Click on the video player above to watch Hal Pennington reminisce about the early days of pro football in Cincinnati in a 1987 interview with WCPO's John Popovich.

CINCINNATI – To hear Hal Pennington tell it, the Cincinnati Bengals, founded by football great Paul Brown some 51 years ago, owe their name to a stove in Pennington’s mother’s kitchen.

The story goes back 81 years to when Pennington formed and coached the original Cincinnati Bengals in 1937 – when Brown was still coaching at Massillon Washington High School in northeast Ohio.

Hal Pennington in 1987

Pennington’s original Bengals weren’t a great success when measured in wins and losses, but they laid the groundwork for better seasons that followed, not to mention a 50-year legacy in orange and black.

In 1937, pro football was still in its infancy – the National Football League had started in 1920 – and regional leagues that spawned those original NFL teams spread to new cities like Cincinnati.

In fact, the Queen City had two pro teams – the Celts and the Reds – before Pennington’s Bengals came along.

1937 Bengals team photo

Pennington had coached amateur teams before he was hired to coach a new Cincinnati pro team in the American Football League. The team played at Crosley Field, and Pennington recruited college stars from all over the country with a promise of a full-time job and $150 per game.

Pennington said a few newspaper writers suggested that fans pick the team name, but he didn’t like Cincinnati Elephants and other names they came up with. So he picked a name out of his mother’s kitchen.

A Pennsylvania stovemaker, Floyd, Wells & Co., used the Bengal trademark at the time.

“I looked at the old range she had,” Pennington told Popovich, “and right on the range there was a picture of a big tiger with his teeth snarling and everything, and underneath it said, ‘Bengal.’ And I said, ‘Bengal?  What the hell is a Bengal?’"

Soon his players were wearing a logo of a snarling Bengal tiger’s face on their uniform chest, and a large logo was painted on sign in front of the Crosley Field scoreboard.

Cincinnati fans came out to watch the Bengals  play the Pittsburgh Americans and the New York Yankees in the same ballpark where the Reds played the Pittsburgh Pirates and the New York Giants.

In 1937, The Bengals played a night game against the Americans two years after Crosley hosted baseball’s first game under the lights.

Early football was not for the weak or weak-hearted. Suffice it to say there was no concussion protocol.  Players went both ways.
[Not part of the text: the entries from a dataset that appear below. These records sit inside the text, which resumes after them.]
//! External hook scripts chained after the in-process handlers.
//!
//! For each configured directory, executables found in its phase-named
//! subdirectory run in lexicographic order with the hook's own arguments and
//! standard input. The first non-zero exit stops the chain.

use std::path::{Path, PathBuf};
use std::process::Stdio;

use tokio::io::AsyncWriteExt;
use tokio::process::Command;

use super::{HookInput, HookPhase};
use crate::config::ResolvedConfig;

#[derive(Clone, Debug, PartialEq, Eq)]
pub struct ExternalFailure {
    pub hook: PathBuf,
    /// `None` when the script was killed by a signal or could not be spawned.
    pub code: Option<i32>,
    pub output: String,
}

impl std::fmt::Display for ExternalFailure {
    fn fmt(&self, f: &mut std::fmt::Formatter<'_>) -> std::fmt::Result {
        match self.code {
            Some(code) => write!(
                f,
                "External hook '{}' exited with code {}",
                self.hook.display(),
                code
            )?,
            None => write!(f, "External hook '{}' did not complete", self.hook.display())?,
        }
        let output = self.output.trim_end();
        if !output.is_empty() {
            write!(f, ":\n{}", output)?;
        }
        Ok(())
    }
}

impl std::error::Error for ExternalFailure {}

#[derive(Clone, Debug, Default)]
pub struct ExternalHooks {
    dirs: Vec<PathBuf>,
}

impl ExternalHooks {
    pub fn new(dirs: impl IntoIterator<Item = impl Into<PathBuf>>) -> Self {
        Self {
            dirs: dirs.into_iter().map(Into::into).collect(),
        }
    }

    /// `$GIT_DIR/hooks.d` followed by every `githooks.hooks` directory.
    pub fn from_config(git_dir: &Path, config: &ResolvedConfig) -> Self {
        let mut dirs = vec![git_dir.join("hooks.d")];
        dirs.extend(
            config
                .get_all("githooks", None, "hooks")
                .iter()
                .map(PathBuf::from),
        );
        Self { dirs }
    }

    pub fn dirs(&self) -> &[PathBuf] {
        &self.dirs
    }

    /// Executable files for `phase`, directory by directory, each directory
    /// sorted by file name.
    pub fn discover(&self, phase: HookPhase) -> Vec<PathBuf> {
        let mut found = Vec::new();
        for dir in &self.dirs {
            let phase_dir = dir.join(phase.name());
            if !phase_dir.is_dir() {
                continue;
            }
            let Some(base) = phase_dir.to_str() else {
                tracing::warn!(dir = %phase_dir.display(), "Skipping non UTF-8 hook directory");
                continue;
            };
            let pattern = format!("{}/*", glob::Pattern::escape(base));
            let entries = match glob::glob(&pattern) {
                Ok(entries) => entries,
                Err(e) => {
                    tracing::warn!(dir = %phase_dir.display(), error = %e, "Invalid hook directory");
                    continue;
                }
            };

            let mut scripts: Vec<PathBuf> = entries
                .filter_map(Result::ok)
                .filter(|path| path.is_file() && is_executable(path))
                .collect();
            scripts.sort();
            found.extend(scripts);
        }
        found
    }

    /// Runs the chain; `Ok` carries the number of scripts executed.
    pub async fn run(&self, input: &HookInput) -> Result<usize, ExternalFailure> {
        let scripts = self.discover(input.phase);
        for script in &scripts {
            run_script(script, input).await?;
        }
        Ok(scripts.len())
    }
}

fn is_executable(path: &Path) -> bool {
    rustix::fs::access(path, rustix::fs::Access::EXEC_OK).is_ok()
}

async fn run_script(script: &Path, input: &HookInput) -> Result<(), ExternalFailure> {
    tracing::debug!(hook = %script.display(), phase = %input.phase, "Running external hook");

    let mut child = Command::new(script)
        .args(&input.args)
        .stdin(Stdio::piped())
        .stdout(Stdio::piped())
        .stderr(Stdio::piped())
        .spawn()
        .map_err(|e| ExternalFailure {
            hook: script.to_path_buf(),
            code: None,
            output: format!("cannot spawn: {}", e),
        })?;

    let stdin = child.stdin.take();
    let data = input.stdin.as_bytes();
    let feed = async move {
        if let Some(mut stdin) = stdin
            && let Err(e) = stdin.write_all(data).await
        {
            // scripts are free to ignore their input
            tracing::trace!(error = %e, "External hook closed stdin early");
        }
    };
    let (_, output) = tokio::join!(feed, child.wait_with_output());
    let output = output.map_err(|e| ExternalFailure {
        hook: script.to_path_buf(),
        code: None,
        output: e.to_string(),
    })?;

    let mut text = String::from_utf8_lossy(&output.stdout).into_owned();
    text.push_str(&String::from_utf8_lossy(&output.stderr));

    if !output.status.success() {
        return Err(ExternalFailure {
            hook: script.to_path_buf(),
            code: output.status.code(),
            output: text,
        });
    }

    if !text.is_empty() {
        let mut stderr = tokio::io::stderr();
        if let Err(e) = stderr.write_all(text.as_bytes()).await {
            tracing::debug!(error = %e, "Cannot forward external hook output");
        }
    }
    Ok(())
}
Most players wore leather helmets, but some didn’t wear helmets at all.

It wasn‘t because they were macho, Pennington said, it was because some couldn’t afford to buy them.

Pennington admitted to Popovich that he was a sore loser, and his team lost a lot.
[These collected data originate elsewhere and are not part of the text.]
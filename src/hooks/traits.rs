//! Handler and post-hook traits.

use async_trait::async_trait;

use super::{DispatchResult, HookInput};
use crate::context::HookContext;

/// Outcome of a single handler: zero errors means success.
#[derive(Clone, Debug, Default, PartialEq, Eq)]
pub struct HookOutput {
    pub errors: Vec<String>,
}

impl HookOutput {
    pub fn pass() -> Self {
        Self::default()
    }

    pub fn fail(message: impl Into<String>) -> Self {
        Self {
            errors: vec![message.into()],
        }
    }

    pub fn with_error(mut self, message: impl Into<String>) -> Self {
        self.errors.push(message.into());
        self
    }

    pub fn push_error(&mut self, message: impl Into<String>) {
        self.errors.push(message.into());
    }

    pub fn is_success(&self) -> bool {
        self.errors.is_empty()
    }
}

/// A check run for one hook phase.
///
/// Returning `Err` fails only this handler; the dispatcher records the
/// error and carries on with the next one. The exceptions are errors for
/// which [`crate::Error::aborts_invocation`] holds.
///
/// # Example
///
/// ```rust
/// use async_trait::async_trait;
/// use githooks::hooks::{Handler, HookInput, HookOutput};
/// use githooks::HookContext;
///
/// struct NoTags;
///
/// #[async_trait]
/// impl Handler for NoTags {
///     fn name(&self) -> &str {
///         "no-tags"
///     }
///
///     async fn execute(&self, input: &HookInput, _ctx: &HookContext)
///         -> Result<HookOutput, githooks::Error>
///     {
///         let mut output = HookOutput::pass();
///         for update in &input.ref_updates {
///             if update.refname.starts_with("refs/tags/") {
///                 output.push_error(format!("{}: tags are read-only", update.refname));
///             }
///         }
///         Ok(output)
///     }
/// }
/// ```
#[async_trait]
pub trait Handler: Send + Sync {
    fn name(&self) -> &str;

    /// Plugin that registered this handler, used for disabling and for the
    /// origin prefix of error messages.
    fn plugin(&self) -> Option<&str> {
        None
    }

    async fn execute(&self, input: &HookInput, ctx: &HookContext) -> crate::Result<HookOutput>;
}

type HandlerFn =
    dyn Fn(&HookInput, &HookContext) -> crate::Result<HookOutput> + Send + Sync + 'static;

/// Closure-backed [`Handler`].
pub struct FnHandler {
    name: String,
    plugin: Option<String>,
    handler: Box<HandlerFn>,
}

impl FnHandler {
    pub fn new<F>(name: impl Into<String>, handler: F) -> Self
    where
        F: Fn(&HookInput, &HookContext) -> crate::Result<HookOutput> + Send + Sync + 'static,
    {
        Self {
            name: name.into(),
            plugin: None,
            handler: Box::new(handler),
        }
    }

    pub fn with_plugin(mut self, plugin: impl Into<String>) -> Self {
        self.plugin = Some(plugin.into());
        self
    }
}

#[async_trait]
impl Handler for FnHandler {
    fn name(&self) -> &str {
        &self.name
    }

    fn plugin(&self) -> Option<&str> {
        self.plugin.as_deref()
    }

    async fn execute(&self, input: &HookInput, ctx: &HookContext) -> crate::Result<HookOutput> {
        (self.handler)(input, ctx)
    }
}

/// Runs once after dispatch with the aggregated result. Cannot change the
/// exit status.
#[async_trait]
pub trait PostHook: Send + Sync {
    fn name(&self) -> &str;

    async fn run(&self, result: &DispatchResult, ctx: &HookContext) -> crate::Result<()>;
}

type PostHookFn = dyn Fn(&DispatchResult, &HookContext) -> crate::Result<()> + Send + Sync + 'static;

pub struct FnPostHook {
    name: String,
    hook: Box<PostHookFn>,
}

impl FnPostHook {
    pub fn new<F>(name: impl Into<String>, hook: F) -> Self
    where
        F: Fn(&DispatchResult, &HookContext) -> crate::Result<()> + Send + Sync + 'static,
    {
        Self {
            name: name.into(),
            hook: Box::new(hook),
        }
    }
}

#[async_trait]
impl PostHook for FnPostHook {
    fn name(&self) -> &str {
        &self.name
    }

    async fn run(&self, result: &DispatchResult, ctx: &HookContext) -> crate::Result<()> {
        (self.hook)(result, ctx)
    }
}
//! Reporting verdicts to a code review system.
//!
//! Gerrit runs its notification hooks after the fact, so failures there
//! cannot reject anything. Instead [`GerritReviewPostHook`] posts a review
//! with approving or rejecting votes through a [`ReviewPoster`].

use std::collections::BTreeMap;
use std::process::Stdio;

use async_trait::async_trait;
use serde::Serialize;
use tokio::io::AsyncWriteExt;
use tokio::process::Command;

use crate::Error;
use crate::config::ResolvedConfig;
use crate::context::HookContext;
use crate::hooks::input::GerritArgs;
use crate::hooks::{DispatchResult, PostHook};

pub const DEFAULT_VOTES_TO_APPROVE: &str = "Verified+1";
pub const DEFAULT_VOTES_TO_REJECT: &str = "Verified-1";
pub const DEFAULT_COMMENT_OK: &str = "OK";

/// The patch set a review is about.
#[derive(Clone, Debug, PartialEq, Eq)]
pub struct ReviewTarget {
    pub change: String,
    pub patchset: String,
}

impl ReviewTarget {
    pub fn new(change: impl Into<String>, patchset: impl Into<String>) -> Self {
        Self {
            change: change.into(),
            patchset: patchset.into(),
        }
    }

    pub fn from_gerrit(args: &GerritArgs) -> Option<Self> {
        Some(Self::new(args.get("change")?, args.get("patchset")?))
    }
}

impl std::fmt::Display for ReviewTarget {
    fn fmt(&self, f: &mut std::fmt::Formatter<'_>) -> std::fmt::Result {
        write!(f, "{},{}", self.change, self.patchset)
    }
}

/// Body of a Gerrit `ReviewInput`.
#[derive(Clone, Debug, Default, PartialEq, Eq, Serialize)]
pub struct ReviewVerdict {
    pub message: String,
    #[serde(skip_serializing_if = "BTreeMap::is_empty")]
    pub labels: BTreeMap<String, i32>,
}

impl ReviewVerdict {
    pub fn new(message: impl Into<String>, labels: BTreeMap<String, i32>) -> Self {
        Self {
            message: message.into(),
            labels,
        }
    }
}

#[async_trait]
pub trait ReviewPoster: Send + Sync {
    async fn post_review(&self, target: &ReviewTarget, verdict: &ReviewVerdict)
    -> crate::Result<()>;
}

/// Pipes the verdict as JSON into a command, with `change,patchset`
/// appended to its arguments.
///
/// ```text
/// [githooks "gerrit"]
///     review-command = ssh -p 29418 hooks@gerrit gerrit review --json
/// ```
#[derive(Clone, Debug)]
pub struct CommandReviewPoster {
    program: String,
    args: Vec<String>,
}

impl CommandReviewPoster {
    pub fn new(command: &str) -> Option<Self> {
        let mut words = command.split_whitespace().map(str::to_string);
        let program = words.next()?;
        Some(Self {
            program,
            args: words.collect(),
        })
    }

    /// From `githooks.gerrit.review-command`, when set.
    pub fn from_config(config: &ResolvedConfig) -> crate::Result<Option<Self>> {
        Ok(config
            .get_evaluated("githooks", Some("gerrit"), "review-command")?
            .as_deref()
            .and_then(Self::new))
    }
}

#[async_trait]
impl ReviewPoster for CommandReviewPoster {
    async fn post_review(
        &self,
        target: &ReviewTarget,
        verdict: &ReviewVerdict,
    ) -> crate::Result<()> {
        let payload = serde_json::to_vec(verdict)?;
        tracing::debug!(program = %self.program, target = %target, "Posting review");

        let mut child = Command::new(&self.program)
            .args(&self.args)
            .arg(target.to_string())
            .stdin(Stdio::piped())
            .stdout(Stdio::null())
            .stderr(Stdio::piped())
            .spawn()
            .map_err(|e| Error::Review(format!("cannot run '{}': {}", self.program, e)))?;

        if let Some(mut stdin) = child.stdin.take() {
            stdin
                .write_all(&payload)
                .await
                .map_err(|e| Error::Review(format!("cannot send review: {}", e)))?;
        }

        let output = child
            .wait_with_output()
            .await
            .map_err(|e| Error::Review(e.to_string()))?;
        if !output.status.success() {
            return Err(Error::Review(format!(
                "'{}' exited with {:?}: {}",
                self.program,
                output.status.code(),
                String::from_utf8_lossy(&output.stderr).trim()
            )));
        }
        Ok(())
    }
}

/// Parses votes such as `Verified+1 Code-Review-2`, separated by commas or
/// whitespace.
pub fn parse_votes(text: &str) -> crate::Result<BTreeMap<String, i32>> {
    let mut labels = BTreeMap::new();
    for vote in text
        .split(|c: char| c == ',' || c.is_whitespace())
        .filter(|v| !v.is_empty())
    {
        let invalid = || Error::ConfigEval {
            expression: text.to_string(),
            reason: format!("invalid vote '{}'", vote),
        };
        let split = vote.rfind(['+', '-']).ok_or_else(invalid)?;
        let (label, score) = vote.split_at(split);
        if label.is_empty() {
            return Err(invalid());
        }
        let score: i32 = score.parse().map_err(|_| invalid())?;
        labels.insert(label.to_string(), score);
    }
    Ok(labels)
}

/// Posts the dispatch outcome of a Gerrit phase as a review.
#[derive(Clone, Copy, Debug, Default)]
pub struct GerritReviewPostHook;

impl GerritReviewPostHook {
    pub fn verdict(result: &DispatchResult, config: &ResolvedConfig) -> crate::Result<ReviewVerdict> {
        let vote = |name: &str, default: &str| -> crate::Result<BTreeMap<String, i32>> {
            let text = config.get_evaluated("githooks", Some("gerrit"), name)?;
            parse_votes(text.as_deref().unwrap_or(default))
        };

        if result.succeeded() {
            let message = config
                .get_evaluated("githooks", Some("gerrit"), "comment-ok")?
                .unwrap_or_else(|| DEFAULT_COMMENT_OK.to_string());
            Ok(ReviewVerdict::new(
                message,
                vote("votes-to-approve", DEFAULT_VOTES_TO_APPROVE)?,
            ))
        } else {
            Ok(ReviewVerdict::new(
                result.messages().join("\n\n"),
                vote("votes-to-reject", DEFAULT_VOTES_TO_REJECT)?,
            ))
        }
    }
}

#[async_trait]
impl PostHook for GerritReviewPostHook {
    fn name(&self) -> &str {
        "gerrit-review"
    }

    async fn run(&self, result: &DispatchResult, ctx: &HookContext) -> crate::Result<()> {
        let Some(gerrit) = ctx.gerrit() else {
            return Ok(());
        };
        let Some(reviewer) = &gerrit.reviewer else {
            tracing::debug!("No review poster configured");
            return Ok(());
        };
        let Some(target) = ReviewTarget::from_gerrit(&gerrit.args) else {
            tracing::debug!(phase = %ctx.phase(), "No change to review");
            return Ok(());
        };

        let verdict = Self::verdict(result, ctx.config())?;
        reviewer.post_review(&target, &verdict).await
    }
}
After one close loss, he remembered, “I was sitting down with some people they were telling me, “Aw, forget it.” I got so mad … I had a glass and I just bit the daggone glass top.”
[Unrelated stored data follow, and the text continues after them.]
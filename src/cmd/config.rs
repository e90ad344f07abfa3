use clap::{Args, Subcommand};

use crate::config::{AppConfig, ENV_FILE_NAME};
use crate::domain::pattern::{DEFAULT_NUMERIC_PATTERN, DEFAULT_PROJECT_PATTERN};

#[derive(Args, Debug, Clone)]
pub struct ConfigArgs {
    #[command(subcommand)]
    pub command: ConfigCommand,
}

#[derive(Subcommand, Debug, Clone)]
pub enum ConfigCommand {
    /// Show the effective configuration (secrets masked).
    Show,
}

pub fn run(config: &AppConfig, command: ConfigCommand) {
    match command {
        ConfigCommand::Show => {
            for line in render(config) {
                println!("{line}");
            }
        }
    }
}

fn render(config: &AppConfig) -> Vec<String> {
    let patterns = if config.ticket_patterns.is_empty() {
        format!("<default> {DEFAULT_PROJECT_PATTERN} , {DEFAULT_NUMERIC_PATTERN}")
    } else {
        config.ticket_patterns.join(" , ")
    };

    vec![
        format!(
            "Environment file: {}",
            config.workspace_root.join(ENV_FILE_NAME).display()
        ),
        format!("Ticket platform: {}", display_value(&config.platform)),
        format!("Ticket patterns: {patterns}"),
        format!("API timeout: {}s", config.api_timeout.as_secs()),
        format!(
            "Debug log: {}",
            config
                .debug_log
                .as_ref()
                .map(|path| path.display().to_string())
                .unwrap_or_else(|| "<disabled>".to_string())
        ),
        String::new(),
        format!("GitLab URL: {}", config.gitlab.base_url),
        format!("GitLab token: {}", mask_secret(&config.gitlab.token)),
        format!("GitLab project id: {}", display_value(&config.gitlab.project_id)),
        String::new(),
        format!("GitHub API URL: {}", config.github.api_url),
        format!("GitHub token: {}", mask_secret(&config.github.token)),
        format!("GitHub repository: {}", display_value(&config.github.repo)),
        String::new(),
        format!("Azure DevOps URL: {}", config.azure.base_url),
        format!("Azure token: {}", mask_secret(&config.azure.token)),
        format!("Azure organization: {}", display_value(&config.azure.org)),
        format!("Azure project: {}", display_value(&config.azure.project)),
    ]
}

fn display_value(value: &Option<String>) -> String {
    value
        .as_deref()
        .filter(|v| !v.is_empty())
        .map(|v| v.to_string())
        .unwrap_or_else(|| "<not set>".to_string())
}

fn mask_secret(value: &Option<String>) -> String {
    match value {
        Some(token) if token.chars().count() > 6 => {
            let chars: Vec<char> = token.chars().collect();
            let prefix: String = chars[..3].iter().collect();
            let suffix: String = chars[chars.len() - 3..].iter().collect();
            format!("{prefix}***{suffix}")
        }
        Some(token) if !token.is_empty() => "***".to_string(),
        _ => "<not set>".to_string(),
    }
}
The 1937 Bengals finished 2-4-2 in their league and 1-1 in non-league games, and by the next season, Pennington had returned to the amateur team he left and the Bengals’ league had folded.

In 1938, the Bengals had a new coach, Dana King, and they were playing as an independent. A familiar player, Xavier University star John “Socko” Wiethe, joined the team. Wiethe would go on to make All-Pro in the NFL.

The Bengals moved their home games to Xavier in 1938-39 and had two straight winning seasons, compiling an overall record of 13-3-2.

But things fell apart after that. Over the 1940 and ’41 seasons, the Bengals went 2-12-2. Attendance was sparse and eventually “home” games were moved out of town.

The Bengals had also been jumping from one league to another, returning to a new American Football League in 1940. But that league folded following the Japanese attack on Pearl Harbor,  and the Bengals and pro football ceased in Cincinnati until the 1960s.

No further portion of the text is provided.